Ao Hora H, Paulo Solmucci, da Associação Brasileira de Bares e Restaurantes (Abrasel), classificou como “irresponsabilidade” a velocidade com que a proposta de emenda à Constituição (PEC) que prevê o fim da escala 6×1 foi aprovada na Câmara dos Deputados.
Solmucci afirmou que o tema deveria ser debatido com muito mais tempo e cautela, dado o impacto que a medida teria sobre a vida de todos os brasileiros.
Críticas à celeridade da votação
Solmucci foi enfático ao avaliar o processo legislativo na Câmara.
“Eu nunca vi tanta irresponsabilidade na minha vida na política brasileira, como aconteceu na Câmara“, declarou.
Segundo ele, houve uma pressão para que um assunto de tamanha relevância fosse votado em apenas 45 dias, sem o devido debate com a sociedade.
Em contrapartida, Solmucci demonstrou satisfação com a postura adotada pelo senador Davi Alcolumbre no âmbito do Senado Federal.
“Estamos muito animados com a postura do senador Davi Alcolumbre, que tem mostrado uma responsabilidade democrática muito grande”, disse.
De acordo com Solmucci, Alcolumbre tem defendido abertamente que o tema seja discutido com calma e que toda a sociedade conheça os custos envolvidos.
Impacto econômico para o setor
O representante da Abrasel detalhou os efeitos práticos que a aprovação da PEC traria para bares e restaurantes.
Segundo ele, o setor enfrentaria um aumento de custo de 20%, além de uma dificuldade estrutural relacionada à substituição de funções especializadas.
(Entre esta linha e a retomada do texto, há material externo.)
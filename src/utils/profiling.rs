use std::time::{Duration, Instant};

use log::{debug, log_enabled, trace, Level};

/// Per-frame timing and population counters for the simulation pipeline.
#[derive(Debug, Default, Clone, Copy)]
pub struct FrameProfile {
    pub forces_time: Duration,
    pub broad_phase_time: Duration,
    pub contact_time: Duration,
    pub solver_time: Duration,
    pub integrator_time: Duration,
    pub fracture_time: Duration,
    pub total_frame_time: Duration,

    pub atom_count: usize,
    pub body_count: usize,
    pub contact_count: usize,
    pub contacts_created: usize,
    pub contacts_destroyed: usize,
    pub grid_overflow: usize,
    pub fractures: usize,
    pub impacts: usize,
}

impl FrameProfile {
    pub fn reset(&mut self) {
        *self = Self::default();
    }

    /// Writes the frame breakdown at debug level.
    pub fn log_summary(&self) {
        if !log_enabled!(Level::Debug) {
            return;
        }
        let total_us = self.total_frame_time.as_micros().max(1) as f32;
        let share = |d: Duration| (d.as_micros() as f32 / total_us) * 100.0;

        debug!(
            "frame {:.3} ms: {} atoms {} bodies {} contacts (+{} -{}) {} dropped {} splits {} hits",
            self.total_frame_time.as_secs_f32() * 1000.0,
            self.atom_count,
            self.body_count,
            self.contact_count,
            self.contacts_created,
            self.contacts_destroyed,
            self.grid_overflow,
            self.fractures,
            self.impacts,
        );
        debug!(
            "  forces {:.1}% broad {:.1}% contacts {:.1}% solver {:.1}% integ {:.1}% split {:.1}%",
            share(self.forces_time),
            share(self.broad_phase_time),
            share(self.contact_time),
            share(self.solver_time),
            share(self.integrator_time),
            share(self.fracture_time),
        );
    }
}

/// Adds the lifetime of a pipeline stage to a profile slot and traces its
/// start and end.
pub struct StageTimer<'a> {
    label: &'static str,
    start: Instant,
    output: &'a mut Duration,
}

impl<'a> StageTimer<'a> {
    pub fn new(label: &'static str, output: &'a mut Duration) -> Self {
        trace!("start {label}");
        Self {
            label,
            start: Instant::now(),
            output,
        }
    }
}

impl<'a> Drop for StageTimer<'a> {
    fn drop(&mut self) {
        let elapsed = self.start.elapsed();
        *self.output += elapsed;
        trace!("end {} ({} µs)", self.label, elapsed.as_micros());
    }
}

#[cfg(test)]
mod tests {
    use super::*;

    #[test]
    fn stage_timer_accumulates_into_slot() {
        let mut profile = FrameProfile::default();
        {
            let _timer = StageTimer::new("test", &mut profile.solver_time);
            std::thread::sleep(Duration::from_millis(1));
        }
        assert!(profile.solver_time >= Duration::from_millis(1));
        profile.reset();
        assert_eq!(profile.solver_time, Duration::ZERO);
    }
}
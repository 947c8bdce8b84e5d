use glam::{IVec2, Vec2};

use crate::{collision::broadphase::CollisionGrid, utils::allocator::AtomId};

/// First occupied grid cell along a ray.
#[derive(Debug, Clone, PartialEq)]
pub struct RaycastHit {
    /// Index of the hit cell in the padded grid.
    pub cell: usize,
    /// Padded cell coordinates of the hit cell.
    pub coords: IVec2,
    /// First occupant of the hit cell.
    pub atom: AtomId,
    /// Ray entry point into the hit cell.
    pub point: Vec2,
    /// Distance along the ray to `point`.
    pub distance: f32,
}

#[derive(Debug, Clone, Copy)]
pub struct RaycastQuery {
    pub origin: Vec2,
    pub direction: Vec2,
    pub max_distance: f32,
}

impl RaycastQuery {
    pub fn new(origin: Vec2, direction: Vec2, max_distance: f32) -> Self {
        Self {
            origin,
            direction,
            max_distance,
        }
    }
}

/// Grid traversal ray queries.
pub struct Raycast;

impl Raycast {
    /// Walks the grid cell by cell along the ray and reports the first
    /// occupied cell, starting with the cell containing the origin.
    pub fn cast(grid: &CollisionGrid, query: &RaycastQuery) -> Option<RaycastHit> {
        Self::traverse(grid, query, |_| {})
    }

    /// Same as [`cast`](Self::cast) but marks every visited cell for the
    /// debug overlay.
    pub fn cast_marked(grid: &mut CollisionGrid, query: &RaycastQuery) -> Option<RaycastHit> {
        let mut visited = Vec::new();
        let hit = Self::traverse(grid, query, |index| visited.push(index));
        for index in visited {
            grid.mark_cell(index);
        }
        hit
    }

    fn traverse(
        grid: &CollisionGrid,
        query: &RaycastQuery,
        mut visit: impl FnMut(usize),
    ) -> Option<RaycastHit> {
        let direction = query.direction.try_normalize()?;
        let cell_size = grid.cell_size();

        let mut coords = grid.cell_coords(query.origin);
        let grid_origin = query.origin / cell_size;
        let step = IVec2::new(
            direction.x.signum() as i32,
            direction.y.signum() as i32,
        );

        // Distance along the ray needed to cross one cell on each axis.
        let t_delta = Vec2::new(
            axis_delta(direction.x, cell_size),
            axis_delta(direction.y, cell_size),
        );
        let cell_floor = grid_origin.floor();
        let mut t_max = Vec2::new(
            first_crossing(grid_origin.x, cell_floor.x, direction.x, t_delta.x),
            first_crossing(grid_origin.y, cell_floor.y, direction.y, t_delta.y),
        );

        let mut t = 0.0;
        loop {
            if t > query.max_distance {
                return None;
            }
            let index = grid.cell_index(coords)?;
            visit(index);

            if let Some(entry) = grid.query_cell(index).first() {
                return Some(RaycastHit {
                    cell: index,
                    coords,
                    atom: entry.atom,
                    point: query.origin + direction * t,
                    distance: t,
                });
            }

            if t_max.x < t_max.y {
                t = t_max.x;
                t_max.x += t_delta.x;
                coords.x += step.x;
            } else {
                t = t_max.y;
                t_max.y += t_delta.y;
                coords.y += step.y;
            }
        }
    }
}

fn axis_delta(direction: f32, cell_size: f32) -> f32 {
    if direction == 0.0 {
        f32::INFINITY
    } else {
        cell_size / direction.abs()
    }
}

fn first_crossing(origin: f32, cell_floor: f32, direction: f32, t_delta: f32) -> f32 {
    if direction > 0.0 {
        (cell_floor + 1.0 - origin) * t_delta
    } else if direction < 0.0 {
        (origin - cell_floor) * t_delta
    } else {
        f32::INFINITY
    }
}
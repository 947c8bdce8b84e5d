use glam::{IVec2, Vec2};

use crate::{
    config::GridConfig,
    core::atom::Atom,
    utils::allocator::{AtomId, BodyId},
};

/// Cells of padding on every side of the configured grid.
pub const GRID_PADDING: i32 = 2;

/// Occupants a single cell can hold before inserts are dropped.
pub const CELL_CAPACITY: usize = 16;

/// Snapshot of an atom taken when the grid was rebuilt.
#[derive(Debug, Clone, Copy, Default, PartialEq)]
pub struct GridEntry {
    pub atom: AtomId,
    pub body: BodyId,
    pub position: Vec2,
    pub radius: f32,
}

impl GridEntry {
    pub fn new(atom: AtomId, source: &Atom) -> Self {
        Self {
            atom,
            body: source.body,
            position: source.position,
            radius: source.radius(),
        }
    }
}

/// Fixed-capacity occupant list of one cell.
#[derive(Debug, Clone, Copy, Default)]
pub struct GridCell {
    entries: [GridEntry; CELL_CAPACITY],
    len: usize,
    /// Debug flag set by marked ray casts, cleared on rebuild.
    pub marked: bool,
}

impl GridCell {
    pub fn entries(&self) -> &[GridEntry] {
        &self.entries[..self.len]
    }

    pub fn len(&self) -> usize {
        self.len
    }

    pub fn is_empty(&self) -> bool {
        self.len == 0
    }

    fn push(&mut self, entry: GridEntry) -> bool {
        if self.len == CELL_CAPACITY {
            return false;
        }
        self.entries[self.len] = entry;
        self.len += 1;
        true
    }
}

/// Uniform broad-phase grid with splat insertion.
///
/// Each atom is written into its home cell and the eight cells around it, so
/// the candidate set of an atom is the occupant list of its home cell alone.
/// With a cell size of at least one atom diameter every overlapping pair
/// shows up in both home cells.
pub struct CollisionGrid {
    cell_size: f32,
    width: usize,
    height: usize,
    cells: Vec<GridCell>,
    overflow: usize,
    out_of_bounds: usize,
}

impl CollisionGrid {
    pub fn new(cell_size: f32, width: usize, height: usize) -> Self {
        let padded_width = width + 2 * GRID_PADDING as usize;
        let padded_height = height + 2 * GRID_PADDING as usize;
        Self {
            cell_size,
            width: padded_width,
            height: padded_height,
            cells: vec![GridCell::default(); padded_width * padded_height],
            overflow: 0,
            out_of_bounds: 0,
        }
    }

    pub fn from_config(config: &GridConfig) -> Self {
        Self::new(config.cell_size, config.width, config.height)
    }

    pub fn cell_size(&self) -> f32 {
        self.cell_size
    }

    /// Padded dimensions in cells.
    pub fn dims(&self) -> (usize, usize) {
        (self.width, self.height)
    }

    pub fn cell_count(&self) -> usize {
        self.cells.len()
    }

    /// Empties every cell and clears debug marks and counters, keeping storage.
    pub fn clear(&mut self) {
        for cell in &mut self.cells {
            cell.len = 0;
            cell.marked = false;
        }
        self.overflow = 0;
        self.out_of_bounds = 0;
    }

    /// Padded cell coordinates containing a world position.
    pub fn cell_coords(&self, position: Vec2) -> IVec2 {
        (position / self.cell_size).floor().as_ivec2() + IVec2::splat(GRID_PADDING)
    }

    pub fn cell_index(&self, coords: IVec2) -> Option<usize> {
        if coords.x < 0
            || coords.y < 0
            || coords.x >= self.width as i32
            || coords.y >= self.height as i32
        {
            return None;
        }
        Some(coords.y as usize * self.width + coords.x as usize)
    }

    /// Home cell of a position, or `None` when its 3x3 neighbourhood would
    /// leave the padded grid.
    pub fn home_cell(&self, position: Vec2) -> Option<usize> {
        let coords = self.cell_coords(position);
        let inner = coords.x >= 1
            && coords.y >= 1
            && coords.x <= self.width as i32 - 2
            && coords.y <= self.height as i32 - 2;
        if inner {
            self.cell_index(coords)
        } else {
            None
        }
    }

    /// Splats the atom into its home cell and the eight neighbours. Returns
    /// the home cell index, or `None` when the atom lies outside the grid.
    pub fn insert(&mut self, id: AtomId, atom: &Atom) -> Option<usize> {
        let Some(home) = self.home_cell(atom.position) else {
            self.out_of_bounds += 1;
            return None;
        };

        let entry = GridEntry::new(id, atom);
        let row = self.width as isize;
        for dy in -1..=1isize {
            for dx in -1..=1isize {
                let index = (home as isize + dy * row + dx) as usize;
                if !self.cells[index].push(entry) {
                    self.overflow += 1;
                }
            }
        }
        Some(home)
    }

    /// Occupants of a cell; empty for an unknown index.
    pub fn query_cell(&self, index: usize) -> &[GridEntry] {
        self.cells
            .get(index)
            .map(GridCell::entries)
            .unwrap_or(&[])
    }

    /// Broad-phase candidates of an atom: the occupants of its home cell.
    pub fn query(&self, atom: &Atom) -> &[GridEntry] {
        match atom.cell {
            Some(index) => self.query_cell(index),
            None => &[],
        }
    }

    pub fn cell(&self, index: usize) -> Option<&GridCell> {
        self.cells.get(index)
    }

    pub fn is_occupied(&self, index: usize) -> bool {
        self.cells.get(index).is_some_and(|cell| !cell.is_empty())
    }

    pub fn mark_cell(&mut self, index: usize) {
        if let Some(cell) = self.cells.get_mut(index) {
            cell.marked = true;
        }
    }

    /// Inserts dropped because a cell was full since the last `clear`.
    pub fn overflow_count(&self) -> usize {
        self.overflow
    }

    /// Atoms rejected because they were outside the grid since the last `clear`.
    pub fn out_of_bounds_count(&self) -> usize {
        self.out_of_bounds
    }

    /// `(index, occupant count, marked)` for every cell, row-major.
    pub fn occupancy(&self) -> impl Iterator<Item = (usize, usize, bool)> + '_ {
        self.cells
            .iter()
            .enumerate()
            .map(|(index, cell)| (index, cell.len, cell.marked))
    }
}

#[cfg(test)]
mod tests {
    use super::*;

    fn atom_at(x: f32, y: f32) -> Atom {
        Atom::new(Vec2::new(x, y), 8.0, 1.0).unwrap()
    }

    #[test]
    fn insert_splats_into_neighbourhood() {
        let mut grid = CollisionGrid::new(16.0, 10, 10);
        let id = AtomId::new(0, 0);
        let home = grid.insert(id, &atom_at(40.0, 40.0)).expect("inside grid");

        let (width, _) = grid.dims();
        assert_eq!(home, 4 * width + 4);
        for index in [home - width - 1, home, home + width + 1, home + 1] {
            assert_eq!(grid.query_cell(index)[0].atom, id);
        }
        assert!(grid.query_cell(home + 2).is_empty());
        assert_eq!(grid.occupancy().filter(|(_, n, _)| *n > 0).count(), 9);
    }

    #[test]
    fn outer_ring_and_beyond_are_rejected() {
        let mut grid = CollisionGrid::new(16.0, 4, 4);
        assert!(grid.insert(AtomId::new(0, 0), &atom_at(-100.0, 0.0)).is_none());
        // Padded coordinate 1 is still inside: its neighbourhood touches ring 0.
        assert!(grid.insert(AtomId::new(1, 0), &atom_at(-10.0, -10.0)).is_some());
        assert!(grid.insert(AtomId::new(2, 0), &atom_at(-20.0, 0.0)).is_none());
        assert_eq!(grid.out_of_bounds_count(), 2);
    }

    #[test]
    fn full_cells_drop_and_count() {
        let mut grid = CollisionGrid::new(16.0, 8, 8);
        let atom = atom_at(50.0, 50.0);
        for i in 0..(CELL_CAPACITY as u32 + 3) {
            grid.insert(AtomId::new(i, 0), &atom);
        }
        let home = grid.home_cell(atom.position).unwrap();
        assert_eq!(grid.query_cell(home).len(), CELL_CAPACITY);
        assert_eq!(grid.overflow_count(), 3 * 9);

        grid.clear();
        assert!(grid.query_cell(home).is_empty());
        assert_eq!(grid.overflow_count(), 0);
    }
}
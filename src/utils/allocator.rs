use serde::{Deserialize, Serialize};
use std::collections::VecDeque;

/// Unique identifier with generation tracking to prevent stale references.
#[derive(Debug, Clone, Copy, PartialEq, Eq, Hash, Serialize, Deserialize, PartialOrd, Ord)]
pub struct EntityId {
    index: u32,
    generation: u32,
}

impl EntityId {
    pub fn new(index: u32, generation: u32) -> Self {
        Self { index, generation }
    }

    pub fn index(&self) -> usize {
        self.index as usize
    }

    pub fn generation(&self) -> u32 {
        self.generation
    }

    pub fn is_null(&self) -> bool {
        self.index == u32::MAX
    }
}

impl Default for EntityId {
    fn default() -> Self {
        Self::new(u32::MAX, 0)
    }
}

/// Handle of an [`Atom`](crate::core::atom::Atom) stored in the world's atom arena.
pub type AtomId = EntityId;

/// Handle of a [`RigidBody`](crate::core::rigidbody::RigidBody) stored in the world's body arena.
pub type BodyId = EntityId;

struct Slot<T> {
    generation: u32,
    value: Option<T>,
}

/// Generational arena that hands out stable IDs while preventing use-after-free.
///
/// Removing an entry bumps the generation of its slot, so only the removed
/// handle goes stale; every other handle keeps resolving to the same value.
pub struct Arena<T> {
    slots: Vec<Slot<T>>,
    free_list: VecDeque<u32>,
    len: usize,
}

impl<T> Default for Arena<T> {
    fn default() -> Self {
        Self::new()
    }
}

impl<T> Arena<T> {
    pub fn new() -> Self {
        Self {
            slots: Vec::new(),
            free_list: VecDeque::new(),
            len: 0,
        }
    }

    pub fn with_capacity(capacity: usize) -> Self {
        Self {
            slots: Vec::with_capacity(capacity),
            free_list: VecDeque::new(),
            len: 0,
        }
    }

    pub fn insert(&mut self, item: T) -> EntityId {
        self.len += 1;
        if let Some(index) = self.free_list.pop_front() {
            let slot = &mut self.slots[index as usize];
            slot.value = Some(item);
            return EntityId::new(index, slot.generation);
        }

        let index = self.slots.len() as u32;
        self.slots.push(Slot {
            generation: 0,
            value: Some(item),
        });
        EntityId::new(index, 0)
    }

    pub fn contains(&self, id: EntityId) -> bool {
        self.get(id).is_some()
    }

    pub fn get(&self, id: EntityId) -> Option<&T> {
        self.slots
            .get(id.index())
            .filter(|slot| slot.generation == id.generation())
            .and_then(|slot| slot.value.as_ref())
    }

    pub fn get_mut(&mut self, id: EntityId) -> Option<&mut T> {
        self.slots
            .get_mut(id.index())
            .filter(|slot| slot.generation == id.generation())
            .and_then(|slot| slot.value.as_mut())
    }

    /// Borrows two distinct entries mutably at once, in argument order.
    pub fn get2_mut(&mut self, id_a: EntityId, id_b: EntityId) -> Option<(&mut T, &mut T)> {
        if id_a.index() == id_b.index() {
            return None;
        }
        if !self.contains(id_a) || !self.contains(id_b) {
            return None;
        }

        let (first, second, flipped) = if id_a.index() < id_b.index() {
            (id_a, id_b, false)
        } else {
            (id_b, id_a, true)
        };

        let (left, right) = self.slots.split_at_mut(second.index());
        let first_slot = left[first.index()].value.as_mut()?;
        let second_slot = right[0].value.as_mut()?;

        if flipped {
            Some((second_slot, first_slot))
        } else {
            Some((first_slot, second_slot))
        }
    }

    pub fn remove(&mut self, id: EntityId) -> Option<T> {
        let slot = self
            .slots
            .get_mut(id.index())
            .filter(|slot| slot.generation == id.generation())?;
        let value = slot.value.take()?;
        slot.generation = slot.generation.wrapping_add(1);
        self.free_list.push_back(id.index);
        self.len -= 1;
        Some(value)
    }

    /// Live `(id, value)` pairs in slot order. The order only changes when
    /// entries are inserted or removed.
    pub fn iter(&self) -> impl Iterator<Item = (EntityId, &T)> + '_ {
        self.slots.iter().enumerate().filter_map(|(index, slot)| {
            slot.value
                .as_ref()
                .map(|value| (EntityId::new(index as u32, slot.generation), value))
        })
    }

    pub fn iter_mut(&mut self) -> impl Iterator<Item = (EntityId, &mut T)> + '_ {
        self.slots.iter_mut().enumerate().filter_map(|(index, slot)| {
            let generation = slot.generation;
            slot.value
                .as_mut()
                .map(|value| (EntityId::new(index as u32, generation), value))
        })
    }

    pub fn values(&self) -> impl Iterator<Item = &T> + '_ {
        self.slots.iter().filter_map(|slot| slot.value.as_ref())
    }

    pub fn values_mut(&mut self) -> impl Iterator<Item = &mut T> + '_ {
        self.slots.iter_mut().filter_map(|slot| slot.value.as_mut())
    }

    pub fn ids(&self) -> impl Iterator<Item = EntityId> + '_ {
        self.iter().map(|(id, _)| id)
    }

    pub fn len(&self) -> usize {
        self.len
    }

    pub fn is_empty(&self) -> bool {
        self.len == 0
    }
}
“É impossível pegar um garçom e ele virar cozinheiro”, exemplificou, ao explicar que, para manter a oferta de serviços, as empresas precisariam contratar um trabalhador adicional para cobrir o dia a menos trabalhado, elevando proporcionalmente os custos.
Solmucci alertou ainda que os impactos não se restringiriam ao setor de alimentação.
Segundo ele, condomínios residenciais e clínicas médicas também registrariam aumentos de cerca de 20% em seus custos.
O representante da Abrasel criticou a narrativa de que seria possível “trabalhar menos, ganhar igual e ficar mais tempo com a família” sem consequências econômicas, chamando-a de “falácia”.
Como alternativa, ele citou a proposta do senador Rogerio Marinho (PL), que prevê o trabalho por hora, permitindo que cada trabalhador ajuste sua jornada conforme suas necessidades e seu desejo de geração de renda.
Risco para trabalhadores de periferias
Solmucci também destacou um efeito colateral que considera grave: a possibilidade de empresas maiores e mais ricas disputarem mão de obra especializada com pequenos estabelecimentos de bairros periféricos.
Na prática, segundo ele, restaurantes de regiões mais abastadas de São Paulo poderiam atrair cozinheiras de bairros como Campo Limpo, levando ao fechamento de pequenos negócios locais e ao desemprego de outros trabalhadores.
“Vai todo mundo trabalhar longe de casa. Duas horas de ônibus para ir e duas horas de ônibus para voltar”, afirmou, concluindo que a medida, na forma como foi aprovada na Câmara, pioraria a qualidade de vida dos trabalhadores em vez de melhorá-la.